So this was my lesson: If we’re too focused on the past, the process, or the business-as-usual, if we’re too engrossed in our own bubble, we miss important signals that can put us ahead. Good leaders can step out of the weeds to see the larger picture, and they can dig beneath the surface for underlying trends. In this global, fast-moving era, this is absolutely essential.

Global change and the loss of services

Not only is this important in leadership, but it’s absolutely critical to the advancement of forestry and natural resource management. The forestry profession is changing – we’ve come to realize that our management challenges are global in scope, even though they impact us on the ground. Pollution crosses boundaries, water crosses boundaries – the monarch butterfly flies from Canada to Mexico and back every year! Nature crosses boundaries, and so must we.

So began my journey to explore many of the larger global trends affecting Forestry.  It has been a rich five years, and I will only touch on a few of these, those that I think will define our course of action for all of us in natural resources over the next few decades.  I’ll begin with a global assessment that for many, really hit home.

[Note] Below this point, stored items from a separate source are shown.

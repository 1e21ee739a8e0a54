//! Port interfaces for the tracking engine
//!
//! These traits define the boundaries between core business logic
//! and infrastructure implementations. Repository ports are the durable
//! source of truth; the remaining collaborators are best-effort.

use std::time::Duration;

use async_trait::async_trait;
use goaltimer_domain::{
    Activity, ActivityInput, ActivityUpdate, DailyGoal, Note, Result, Session, TrackingPayload,
};

/// Trait for persisting and listing activities
#[async_trait]
pub trait ActivityRepository: Send + Sync {
    /// List all activities, oldest first
    async fn list(&self) -> Result<Vec<Activity>>;

    /// Create a new activity
    async fn create(&self, input: ActivityInput) -> Result<Activity>;

    /// Update an existing activity; unknown ids fail with `NotFound`
    async fn update(&self, id: &str, updates: ActivityUpdate) -> Result<Activity>;

    /// Delete an activity. Goals, sessions and notes cascade.
    async fn delete(&self, id: &str) -> Result<()>;
}

/// Trait for persisting daily goals
#[async_trait]
pub trait GoalRepository: Send + Sync {
    /// List all goals ordered by date
    async fn list(&self) -> Result<Vec<DailyGoal>>;

    /// Goals for one day
    async fn get_by_date(&self, date: &str) -> Result<Vec<DailyGoal>>;

    /// Upsert the goal for `(date, activity)`
    async fn set_goal(&self, activity_id: &str, date: &str, goal_minutes: u32)
        -> Result<DailyGoal>;

    /// Remove the goal for `(date, activity)`
    async fn delete_goal(&self, activity_id: &str, date: &str) -> Result<()>;
}

/// Trait for persisting sessions
#[async_trait]
pub trait SessionRepository: Send + Sync {
    /// List all sessions ordered by start time
    async fn list(&self) -> Result<Vec<Session>>;

    /// The session with no end timestamp, if any. Used to rediscover the
    /// running session after a process restart.
    async fn get_running_session(&self) -> Result<Option<Session>>;

    /// Create a new open session
    async fn create_session(&self, activity_id: &str, start_ts: i64, date: &str)
        -> Result<Session>;

    /// Record the end timestamp of a session
    async fn end_session(&self, session_id: &str, end_ts: i64) -> Result<()>;

    /// Delete all sessions belonging to an activity
    async fn delete_by_activity(&self, activity_id: &str) -> Result<()>;
}

/// Trait for persisting notes
#[async_trait]
pub trait NoteRepository: Send + Sync {
    /// List all notes, most recently updated first
    async fn list(&self) -> Result<Vec<Note>>;

    /// Notes for one day
    async fn get_by_date(&self, date: &str) -> Result<Vec<Note>>;

    /// Upsert the note for `(date, activity)`
    async fn upsert_note(
        &self,
        activity_id: &str,
        date: &str,
        text: &str,
        updated_at: i64,
    ) -> Result<Note>;

    /// Remove the note for `(date, activity)`
    async fn delete_note(&self, activity_id: &str, date: &str) -> Result<()>;
}

/// Notification kinds double as tags for the reconciliation sweep.
#[derive(Debug, Clone, Copy, PartialEq, Eq, Hash)]
pub enum NotificationKind {
    /// "Break over" fired when a break elapses
    BreakEnd,
    /// "Still working?" fired an hour into a session
    WorkReminder,
    /// Persistent "currently tracking" indicator
    Tracking,
}

/// Content of a notification to schedule.
#[derive(Debug, Clone)]
pub struct NotificationRequest {
    pub kind: NotificationKind,
    pub title: String,
    pub body: String,
}

/// A pending notification as reported by the scheduler.
#[derive(Debug, Clone)]
pub struct ScheduledNotification {
    /// Cancellation handle
    pub handle: String,
    pub kind: NotificationKind,
    /// Scheduled fire time, unix milliseconds
    pub fire_at_ms: i64,
}

/// Trait for the external notification system.
///
/// Failures are never essential to the correctness of tracked time; callers
/// treat every operation as best-effort.
#[async_trait]
pub trait NotificationScheduler: Send + Sync {
    /// Schedule a notification after `delay`; returns a cancel handle
    async fn schedule(&self, request: NotificationRequest, delay: Duration) -> Result<String>;

    /// Cancel a pending notification by handle. Unknown handles are a no-op.
    async fn cancel(&self, handle: &str) -> Result<()>;

    /// Pending notifications of one kind, for the reconciliation sweep
    /// after a process restart invalidates stored handles.
    async fn pending(&self, kind: NotificationKind) -> Result<Vec<ScheduledNotification>>;
}

/// Trait for the platform-level tracking indicator.
///
/// Surfaces "what's running" outside the process. Implementations vary by
/// platform capability; all calls are best-effort from the coordinator's
/// point of view.
#[async_trait]
pub trait TrackingAdapter: Send + Sync {
    /// One-time platform setup (channels, permissions)
    async fn init(&self) -> Result<()>;

    /// Show the running state for an activity
    async fn start_tracking(&self, payload: TrackingPayload) -> Result<()>;

    /// Show the paused state, retaining the last known activity when given
    async fn pause_tracking(&self, payload: Option<TrackingPayload>) -> Result<()>;

    /// Clear the indicator entirely
    async fn stop_tracking(&self) -> Result<()>;

    /// Whether the platform indicator currently shows a running state
    async fn is_running(&self) -> Result<bool>;
}

/// Trait for haptic acknowledgement of lifecycle transitions
#[async_trait]
pub trait HapticsPort: Send + Sync {
    /// Emit a short selection tick; failures are ignored by callers
    async fn selection_tick(&self) -> Result<()>;
}

/// Clock abstraction so tests can drive time deterministically
pub trait Clock: Send + Sync {
    /// Current time, unix milliseconds
    fn now_ms(&self) -> i64;
}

Two years ago, the United Nations commissioned a study of the extent to which human activities have altered ecosystems around the globe. Many of you are aware of the Millennium Ecosystem Assessment. It catalogued and evaluated the status of a range of ecosystem services:

** The most basic services we obtain from nature, like the delivery of food, fresh water, wood, and medicine; and services that are less tangible and harder to measure but equally as critical -

** regulating services like air quality regulation, water purification, pollination, and flood and erosion control;

 ** supporting services like nutrient cycling and soil formation; and

** cultural services, such as recreation, ecotourism, and aesthetic values.

The Millennium Assessment scientists – a team of over 1300 international experts - found that 60 percent of the world’s ecosystem services are currently being degraded or used unsustainably. Seventy percent of the regulating and cultural services I mentioned are in decline, and 25 percent of global fresh water supplies. The scientists concluded that the loss of ecosystem services directly impacts human health and well-being – an effect we’re already seeing in so many parts of the world.

When the assessment was released it made the news, from the New York Times to a World Health Organization press clip - people all over the world paid attention. “Wake up call on the environment!” read a headline in the Trinidad Express. In short, the message was this: Humans are putting such a strain on the planet that its ability to sustain future generations can no longer be taken for granted.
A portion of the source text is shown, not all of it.